Lanjarón es agua. No solo la que brota en sus fuentes, sino la que mana de su historia. Sus manantiales, como el de la Capuchina, tienen fama de medicinales desde hace siglos. El balneario, con sus galerías y baños termales, sigue activo y es una institución viva del pueblo. A él acudía cada año Vicenta Lorca Romero, madre de Federico García Lorca, y no lo hacía sola: toda la familia la acompañaba. Durante esas estancias, el joven Federico escribía, observaba, escuchaba. Parte de su obra poética brotó entre estas montañas. Se hospedaban en el Hotel España, un edificio con patio interior, geranios y azulejos, donde también nosotros nos hemos alojado un par de veces. A veces pienso que en esa misma mesa del comedor, o en ese mismo banco del patio, Federico soñó alguno de sus versos.

Pero no solo el Hotel España ha sido escenario de nuestra estancia. Varias veces hemos elegido el Hotel Alcadima, un bello bergel tradicional que se abre a un precioso jardín. Allí, en las noches de agosto, hemos observado las Perseidas, las mágicas estrellas fugaces de San Lorenzo, mientras el sonido del agua corriendo por sus fuentes acompaña el murmullo de las hojas. La piscina reconfortante, rodeada de plantas y flores, se convierte en un refugio donde el tiempo se diluye y los sentidos se aquietan.

Otro de nuestros lugares predilectos es el Parque del Salao. Amplio, fresco, lleno de árboles y sombras generosas, con caminos de tierra y bancos donde sentarse a leer, a charlar o simplemente a observar la vida pasar. Desde allí se puede subir al castillo de Lanjarón, una antigua fortaleza nazarí del siglo XIII, en ruinas pero majestuosa, situada en una peña que domina el barranco. Subir hasta lo alto es una forma de entender la geografía y la historia de este lugar. Desde la cima se ve el valle, las casas blancas, los huertos, y se escucha el rumor del agua que nunca cesa.

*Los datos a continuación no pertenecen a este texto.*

/*
    This module finds every parse of a sentence with a bottom-up chart
*/

mod table;

use std::iter::once;

use itertools::Itertools;
use log::{debug, trace, warn};

use crate::grammar::{Grammar, Symbol, UndefinedStart};
use crate::tree::ParseTree;
use table::{Backpointer, Chart};

#[derive(Debug, PartialEq, Eq, Clone, thiserror::Error)]
pub enum ParseError {
    // A sentence needs at least one word
    #[error("Cannot parse an empty sentence")]
    EmptyInput,
    // Words that appear in no terminal rule
    #[error("Grammar does not cover some of the input words: {}", .0.join(", "))]
    NoTerminalMatch(Vec<String>),
    // The requested start symbol is not defined
    #[error("Start symbol `{0}` has no rule")]
    UndefinedStart(String),
}

impl From<UndefinedStart> for ParseError {
    fn from(error: UndefinedStart) -> Self {
        ParseError::UndefinedStart(error.0)
    }
}

/// Every distinct parse of `tokens` from the grammar's start symbol.
///
/// An empty result means the words are known but no derivation spans the
/// whole sentence. Trees come out in production order, and for each
/// production by increasing split positions.
pub fn parse<S: AsRef<str>>(grammar: &Grammar, tokens: &[S]) -> Result<Vec<ParseTree>, ParseError> {
    if tokens.is_empty() {
        return Err(ParseError::EmptyInput);
    }

    let uncovered = grammar.uncovered(tokens);
    if !uncovered.is_empty() {
        return Err(ParseError::NoTerminalMatch(uncovered.into_iter().map(String::from).collect()));
    }
    grammar.start()?;

    let tokens: Vec<&str> = tokens.iter().map(AsRef::<str>::as_ref).collect();
    let mut parser = ChartParser::new(grammar, &tokens);
    parser.fill();

    let trees = parser.trees();
    debug!("{} tree(s) for {} token(s), {} chart edge(s)", trees.len(), tokens.len(), parser.chart.edge_count());

    Ok(trees)
}

struct ChartParser<'a> {
    grammar: &'a Grammar,
    tokens: &'a [&'a str],
    chart: Chart,
}

impl<'a> ChartParser<'a> {
    fn new(grammar: &'a Grammar, tokens: &'a [&'a str]) -> Self {
        ChartParser {
            grammar,
            tokens,
            chart: Chart::new(tokens.len()),
        }
    }

    // Whether `symbol` derives exactly the span `[start, end)`
    fn matches(&self, symbol: &Symbol, start: usize, end: usize) -> bool {
        match symbol {
            Symbol::Terminal(t) => end == start + 1 && self.tokens.get(start) == Some(&t.as_str()),
            Symbol::Nonterminal(n) => self.chart.derives(n, start, end),
        }
    }

    // Every way of cutting `[start, end)` into one non-empty piece per symbol,
    // as the cut positions, smallest first
    fn partitions(&self, rhs: &[Symbol], start: usize, end: usize) -> Vec<Vec<usize>> {
        match rhs {
            [] => Vec::new(),
            [last] => {
                if self.matches(last, start, end) {
                    vec![Vec::new()]
                } else {
                    Vec::new()
                }
            }
            [first, rest @ ..] => {
                let mut found = Vec::new();
                for mid in start + 1..=end.saturating_sub(rest.len()) {
                    if !self.matches(first, start, mid) {
                        continue;
                    }
                    for tail in self.partitions(rest, mid, end) {
                        found.push(once(mid).chain(tail).collect());
                    }
                }
                found
            }
        }
    }

    fn fill(&mut self) {
        let len = self.tokens.len();
        for width in 1..=len {
            for start in 0..=len - width {
                self.fill_span(start, start + width);
            }
        }
    }

    fn fill_span(&mut self, start: usize, end: usize) {
        let grammar = self.grammar;

        // Productions that consume input only look at shorter spans, which
        // are already complete
        for (index, production) in grammar.productions().iter().enumerate() {
            if production.is_unit() {
                continue;
            }
            for splits in self.partitions(&production.rhs, start, end) {
                self.chart.add(&production.lhs, start, end, Backpointer { production: index, splits });
            }
        }

        // Unit productions feed on this same span, so repeat until nothing new appears
        let units = grammar.productions().iter()
            .enumerate()
            .filter_map(|(index, production)| match production.rhs.as_slice() {
                [Symbol::Nonterminal(child)] => Some((index, production.lhs.as_str(), child.as_str())),
                _ => None,
            })
            .collect_vec();
        loop {
            let mut changed = false;
            for &(index, lhs, child) in &units {
                if self.chart.derives(child, start, end) {
                    changed |= self.chart.add(lhs, start, end, Backpointer { production: index, splits: Vec::new() });
                }
            }
            if !changed {
                break;
            }
        }

        self.chart.seal(start, end);
        trace!("span [{}, {}) derives {} symbol(s)", start, end, self.chart.symbols(start, end));
    }

    fn trees(&self) -> Vec<ParseTree> {
        let mut walk = Walk::default();
        let trees = self.trees_for(&self.grammar.start_symbol, 0, self.tokens.len(), &mut walk);

        if walk.pruned > 0 {
            warn!("skipped {} cyclic unit derivation(s)", walk.pruned);
        }

        // Duplicate productions produce identical trees
        trees.into_iter().unique().collect()
    }

    fn trees_for(&self, symbol: &str, start: usize, end: usize, walk: &mut Walk) -> Vec<ParseTree> {
        let key = (symbol.to_string(), start, end);
        // Only unit productions keep the span unchanged, so this cuts unit cycles
        if walk.visiting.contains(&key) {
            walk.pruned += 1;
            return Vec::new();
        }
        walk.visiting.push(key);

        let mut trees = Vec::new();
        for backpointer in self.chart.backpointers(symbol, start, end) {
            let Some(production) = self.grammar.production(backpointer.production) else {
                continue;
            };

            let bounds = once(start)
                .chain(backpointer.splits.iter().copied())
                .chain(once(end))
                .tuple_windows();

            let options = production.rhs.iter()
                .zip(bounds)
                .map(|(child, (from, to))| match child {
                    Symbol::Terminal(t) => vec![ParseTree::leaf(t.as_str())],
                    Symbol::Nonterminal(n) => self.trees_for(n, from, to, walk),
                })
                .collect_vec();

            trees.extend(
                options.into_iter()
                    .multi_cartesian_product()
                    .map(|children| ParseTree::node(symbol, children))
            );
        }

        walk.visiting.pop();
        trees
    }
}

#[derive(Default)]
struct Walk {
    visiting: Vec<(String, usize, usize)>,
    pruned: usize,
}
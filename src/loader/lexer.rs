use std::iter::Peekable;
use std::str::Chars;

use itertools::{Itertools, PeekingNext};

use super::{GrammarErrorType, Result};

#[derive(PartialEq, Debug)]
pub enum Token {
    Arrow,
    Or,
    Nonterminal(String),
    Terminal(String)
}

fn is_quote(c: char) -> bool {
    c == '"' || c == '\''
}

// True when the iterator is positioned on `->`
fn at_arrow(line: &Peekable<Chars>) -> bool {
    let mut ahead = line.clone();
    ahead.next() == Some('-') && ahead.next() == Some('>')
}

pub fn lex_terminal(line: &mut impl PeekingNext<Item = char>) -> Result<Token> {
    // Consume open quote, the same character has to close the terminal
    let quote = line.next().ok_or(GrammarErrorType::UnmatchedQuote)?;
    let token_text = line.peeking_take_while(|&c| c != quote).collect();

    // Check if there is a close quote and consume it if there is
    if line.next() != Some(quote) {
        return Err(GrammarErrorType::UnmatchedQuote);
    }

    Ok(Token::Terminal(token_text))
}

pub fn lex_nonterminal(line: &mut Peekable<Chars>) -> Result<Token> {
    let mut name = String::new();
    while let Some(&c) = line.peek() {
        if c.is_whitespace() || c == '|' || is_quote(c) || at_arrow(line) {
            break;
        }
        name.push(c);
        line.next();
    }

    Ok(Token::Nonterminal(name))
}

pub fn lex_line(line: &str) -> Result<Vec<Token>> {
    let mut tokens = Vec::new();

    let mut line_chars = line.chars().peekable();

    while let Some(&c) = line_chars.peek() {
        if at_arrow(&line_chars) {
            line_chars.next();
            line_chars.next();
            tokens.push(Token::Arrow);
        } else if c == '|' {
            line_chars.next();
            tokens.push(Token::Or);
        } else if is_quote(c) {
            tokens.push(lex_terminal(&mut line_chars)?);
        } else if !c.is_whitespace() {
            tokens.push(lex_nonterminal(&mut line_chars)?);
        } else {
            line_chars.next();
        }
    }

    Ok(tokens)
}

Así, año tras año, nuestras vacaciones no comienzan con la primera zambullida en el mar, ni con el olor a protector solar ni con la maleta abierta. Comienzan en Lanjarón. En sus calles irregulares, en sus gatos del Hondillo, en sus aguas limpias, en los sabores de la sierra. Empezamos allí a dejar atrás lo que no necesitamos, a escuchar con calma, a respirar distinto. Y cuando bajamos hacia el mar, a Mojácar o al Cabo de Gata, llevamos con nosotros esa paz que solo Lanjarón nos sabe dar.